====== Supplied entries

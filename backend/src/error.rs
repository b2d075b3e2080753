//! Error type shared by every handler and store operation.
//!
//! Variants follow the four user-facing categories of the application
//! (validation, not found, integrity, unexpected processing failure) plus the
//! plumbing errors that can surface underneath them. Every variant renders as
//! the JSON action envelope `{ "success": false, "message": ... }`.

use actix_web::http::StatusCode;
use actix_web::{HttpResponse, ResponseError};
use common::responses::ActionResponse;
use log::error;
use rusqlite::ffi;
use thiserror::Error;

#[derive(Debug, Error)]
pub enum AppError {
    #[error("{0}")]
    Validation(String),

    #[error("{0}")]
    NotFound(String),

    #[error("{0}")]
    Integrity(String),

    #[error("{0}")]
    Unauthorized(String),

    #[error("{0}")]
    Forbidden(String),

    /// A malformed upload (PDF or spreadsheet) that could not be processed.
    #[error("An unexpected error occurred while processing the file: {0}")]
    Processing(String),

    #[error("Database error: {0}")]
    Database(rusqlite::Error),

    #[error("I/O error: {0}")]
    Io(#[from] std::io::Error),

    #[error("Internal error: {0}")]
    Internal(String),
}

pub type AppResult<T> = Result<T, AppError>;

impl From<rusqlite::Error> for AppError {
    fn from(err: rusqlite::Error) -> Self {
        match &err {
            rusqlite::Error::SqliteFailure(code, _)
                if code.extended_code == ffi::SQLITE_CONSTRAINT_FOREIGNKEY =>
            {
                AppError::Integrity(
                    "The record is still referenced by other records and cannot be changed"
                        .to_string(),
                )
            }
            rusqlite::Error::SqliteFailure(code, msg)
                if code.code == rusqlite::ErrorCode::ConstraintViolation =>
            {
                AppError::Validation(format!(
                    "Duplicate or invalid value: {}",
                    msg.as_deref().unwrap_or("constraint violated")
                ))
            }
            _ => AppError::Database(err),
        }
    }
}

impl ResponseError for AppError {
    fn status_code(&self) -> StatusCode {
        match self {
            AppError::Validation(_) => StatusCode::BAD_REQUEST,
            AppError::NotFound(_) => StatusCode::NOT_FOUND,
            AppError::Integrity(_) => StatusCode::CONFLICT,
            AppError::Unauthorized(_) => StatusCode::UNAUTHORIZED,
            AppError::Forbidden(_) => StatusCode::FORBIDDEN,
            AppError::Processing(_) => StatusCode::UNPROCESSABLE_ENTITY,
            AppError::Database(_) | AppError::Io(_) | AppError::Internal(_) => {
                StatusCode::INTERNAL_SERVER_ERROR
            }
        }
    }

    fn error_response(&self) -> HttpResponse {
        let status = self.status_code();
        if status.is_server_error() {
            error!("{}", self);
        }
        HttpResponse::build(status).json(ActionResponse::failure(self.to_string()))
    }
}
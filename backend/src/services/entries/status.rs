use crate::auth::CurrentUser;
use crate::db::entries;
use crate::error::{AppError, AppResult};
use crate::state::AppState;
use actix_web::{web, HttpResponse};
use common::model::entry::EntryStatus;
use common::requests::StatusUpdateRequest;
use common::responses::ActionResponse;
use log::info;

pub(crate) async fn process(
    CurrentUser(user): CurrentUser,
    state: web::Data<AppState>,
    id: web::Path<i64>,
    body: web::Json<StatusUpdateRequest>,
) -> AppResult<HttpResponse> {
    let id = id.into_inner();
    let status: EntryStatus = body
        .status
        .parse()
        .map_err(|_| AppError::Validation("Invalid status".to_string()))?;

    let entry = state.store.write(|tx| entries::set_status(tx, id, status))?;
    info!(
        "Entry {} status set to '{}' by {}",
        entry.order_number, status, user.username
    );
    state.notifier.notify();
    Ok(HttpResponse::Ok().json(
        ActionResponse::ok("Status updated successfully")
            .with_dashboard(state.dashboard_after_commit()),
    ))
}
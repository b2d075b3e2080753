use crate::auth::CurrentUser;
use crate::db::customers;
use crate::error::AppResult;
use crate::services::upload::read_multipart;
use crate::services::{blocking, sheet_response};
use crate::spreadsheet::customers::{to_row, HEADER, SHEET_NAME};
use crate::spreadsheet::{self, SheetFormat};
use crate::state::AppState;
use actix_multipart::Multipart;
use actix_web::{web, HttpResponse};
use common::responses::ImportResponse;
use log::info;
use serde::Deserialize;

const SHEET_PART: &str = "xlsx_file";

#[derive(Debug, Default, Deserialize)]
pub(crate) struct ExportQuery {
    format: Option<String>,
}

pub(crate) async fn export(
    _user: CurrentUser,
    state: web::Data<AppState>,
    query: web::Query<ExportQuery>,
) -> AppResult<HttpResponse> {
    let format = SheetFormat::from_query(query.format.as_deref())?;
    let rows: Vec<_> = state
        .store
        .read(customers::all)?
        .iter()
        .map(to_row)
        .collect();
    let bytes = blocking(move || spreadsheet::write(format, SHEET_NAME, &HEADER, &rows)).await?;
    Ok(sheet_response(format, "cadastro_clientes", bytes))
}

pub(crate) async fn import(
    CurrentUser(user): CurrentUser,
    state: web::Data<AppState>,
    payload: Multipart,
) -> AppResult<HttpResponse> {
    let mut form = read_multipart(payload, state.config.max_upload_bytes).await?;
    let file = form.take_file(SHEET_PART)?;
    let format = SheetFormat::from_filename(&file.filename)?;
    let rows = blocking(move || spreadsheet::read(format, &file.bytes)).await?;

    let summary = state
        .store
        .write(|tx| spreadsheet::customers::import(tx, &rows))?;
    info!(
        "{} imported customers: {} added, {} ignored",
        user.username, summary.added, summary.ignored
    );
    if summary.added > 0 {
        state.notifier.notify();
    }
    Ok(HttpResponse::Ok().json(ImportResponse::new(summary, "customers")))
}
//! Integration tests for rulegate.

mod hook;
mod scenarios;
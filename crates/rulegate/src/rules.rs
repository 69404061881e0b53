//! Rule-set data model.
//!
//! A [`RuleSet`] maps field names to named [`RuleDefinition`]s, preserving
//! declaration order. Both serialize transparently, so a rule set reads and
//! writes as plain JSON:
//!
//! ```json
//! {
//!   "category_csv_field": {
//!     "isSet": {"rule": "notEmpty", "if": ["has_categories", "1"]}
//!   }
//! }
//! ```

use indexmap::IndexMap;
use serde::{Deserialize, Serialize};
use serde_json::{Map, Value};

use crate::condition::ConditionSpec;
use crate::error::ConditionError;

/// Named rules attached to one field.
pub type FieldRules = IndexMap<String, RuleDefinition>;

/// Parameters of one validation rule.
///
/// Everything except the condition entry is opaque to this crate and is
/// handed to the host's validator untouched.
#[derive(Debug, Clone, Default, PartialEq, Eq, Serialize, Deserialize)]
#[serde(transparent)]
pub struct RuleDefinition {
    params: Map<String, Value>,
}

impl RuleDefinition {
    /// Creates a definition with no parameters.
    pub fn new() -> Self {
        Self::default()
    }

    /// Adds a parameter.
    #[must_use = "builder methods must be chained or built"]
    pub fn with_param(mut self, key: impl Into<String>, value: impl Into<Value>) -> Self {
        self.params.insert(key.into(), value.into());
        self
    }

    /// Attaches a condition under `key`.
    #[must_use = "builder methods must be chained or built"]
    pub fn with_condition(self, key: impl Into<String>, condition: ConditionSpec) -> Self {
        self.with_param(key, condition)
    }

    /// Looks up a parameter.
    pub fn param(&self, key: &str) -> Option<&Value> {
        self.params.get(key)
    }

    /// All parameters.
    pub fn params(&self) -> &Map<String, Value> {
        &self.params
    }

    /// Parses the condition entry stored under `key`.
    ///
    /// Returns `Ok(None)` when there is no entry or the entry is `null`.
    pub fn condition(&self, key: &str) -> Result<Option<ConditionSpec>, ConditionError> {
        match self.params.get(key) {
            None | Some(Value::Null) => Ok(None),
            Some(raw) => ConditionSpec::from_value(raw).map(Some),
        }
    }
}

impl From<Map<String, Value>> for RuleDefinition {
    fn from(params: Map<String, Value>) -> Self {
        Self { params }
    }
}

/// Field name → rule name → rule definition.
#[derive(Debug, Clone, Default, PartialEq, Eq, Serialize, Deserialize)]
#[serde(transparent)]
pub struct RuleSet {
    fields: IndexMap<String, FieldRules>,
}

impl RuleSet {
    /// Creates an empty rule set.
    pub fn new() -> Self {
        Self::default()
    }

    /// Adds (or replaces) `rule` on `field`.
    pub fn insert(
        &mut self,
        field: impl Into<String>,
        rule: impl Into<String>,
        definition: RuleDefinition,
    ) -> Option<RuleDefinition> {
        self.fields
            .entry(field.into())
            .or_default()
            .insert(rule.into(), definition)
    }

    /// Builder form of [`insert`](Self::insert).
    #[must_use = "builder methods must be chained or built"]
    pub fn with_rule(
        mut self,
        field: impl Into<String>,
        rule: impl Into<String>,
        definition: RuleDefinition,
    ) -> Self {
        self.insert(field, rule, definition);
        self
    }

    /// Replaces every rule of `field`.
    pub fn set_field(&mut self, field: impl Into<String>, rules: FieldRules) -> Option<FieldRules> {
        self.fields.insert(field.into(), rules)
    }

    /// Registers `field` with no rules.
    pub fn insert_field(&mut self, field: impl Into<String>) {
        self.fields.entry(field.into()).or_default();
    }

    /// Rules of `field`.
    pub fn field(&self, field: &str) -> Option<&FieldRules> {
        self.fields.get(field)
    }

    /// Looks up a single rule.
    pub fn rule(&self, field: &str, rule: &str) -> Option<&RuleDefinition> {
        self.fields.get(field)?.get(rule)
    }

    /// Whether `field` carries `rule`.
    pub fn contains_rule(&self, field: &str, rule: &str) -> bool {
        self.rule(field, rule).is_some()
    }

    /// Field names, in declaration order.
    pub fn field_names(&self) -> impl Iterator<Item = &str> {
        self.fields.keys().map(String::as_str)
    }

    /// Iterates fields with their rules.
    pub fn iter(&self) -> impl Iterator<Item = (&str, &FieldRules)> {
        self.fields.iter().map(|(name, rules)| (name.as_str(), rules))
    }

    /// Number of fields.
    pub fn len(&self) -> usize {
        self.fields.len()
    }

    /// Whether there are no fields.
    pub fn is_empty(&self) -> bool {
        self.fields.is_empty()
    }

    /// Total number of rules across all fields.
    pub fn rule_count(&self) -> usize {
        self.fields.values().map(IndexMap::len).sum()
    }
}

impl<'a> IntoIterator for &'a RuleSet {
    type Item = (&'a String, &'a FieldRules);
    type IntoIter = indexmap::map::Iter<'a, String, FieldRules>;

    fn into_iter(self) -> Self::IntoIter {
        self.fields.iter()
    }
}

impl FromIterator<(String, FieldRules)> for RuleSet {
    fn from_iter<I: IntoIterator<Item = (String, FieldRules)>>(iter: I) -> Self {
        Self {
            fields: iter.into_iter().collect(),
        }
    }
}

============

◆ What you have to do:
If a line of the records includes the string "common", copy it out.

◆ Output for this task:
use common::responses::ActionResponse;
use common::model::entry::EntryStatus;
use common::requests::StatusUpdateRequest;
use common::responses::ActionResponse;
use common::responses::ImportResponse;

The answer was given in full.